**Work order**: The response should be the lines of the data, starting at the first and ending at the one that contains "after one step", copied without change.

**Saved entries**:

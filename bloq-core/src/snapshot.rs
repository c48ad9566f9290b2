//! Per-step simulation snapshots

use crate::BlochVector;
use num_complex::Complex64;
use serde::{Deserialize, Serialize};
use std::collections::BTreeMap;

/// State of the circuit after one step
///
/// Step 0 is the initial |0…0⟩ state; step `k` is the state after the k-th
/// gate. The full density matrix is always present (row-major,
/// `2^n × 2^n`); the state vector is present only while the evolution has
/// stayed pure, i.e. before any noise channel or multi-qubit reset.
#[derive(Debug, Clone, PartialEq, Serialize, Deserialize)]
pub struct Snapshot {
    pub step: usize,
    pub statevector: Option<Vec<Complex64>>,
    pub density_matrix: Vec<Complex64>,
    /// Bloch vector of the focus qubit's reduced state
    pub bloch: BlochVector,
    /// `(P(0), P(1))` for the focus qubit
    pub probabilities: [f64; 2],
    pub purity: f64,
    pub bloch_radius: f64,
    pub focus_qubit: usize,
    pub global_phase: Option<f64>,
    #[serde(default)]
    pub metadata: BTreeMap<String, String>,
}

impl Snapshot {
    /// Whether the pure-state track was still valid at this step
    #[inline]
    pub fn is_pure_track(&self) -> bool {
        self.statevector.is_some()
    }

    /// Name of the gate that produced this step (`INIT` for step 0)
    pub fn gate_name(&self) -> Option<&str> {
        self.metadata.get("gate").map(String::as_str)
    }
}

**Exercise solution**:
filename bloq-core/src/snapshot.rs
repository c48ad9566f9290b2
//! Per-step simulation snapshots

use crate::BlochVector;
use num_complex::Complex64;
use serde::{Deserialize, Serialize};
use std::collections::BTreeMap;

/// State of the circuit after one step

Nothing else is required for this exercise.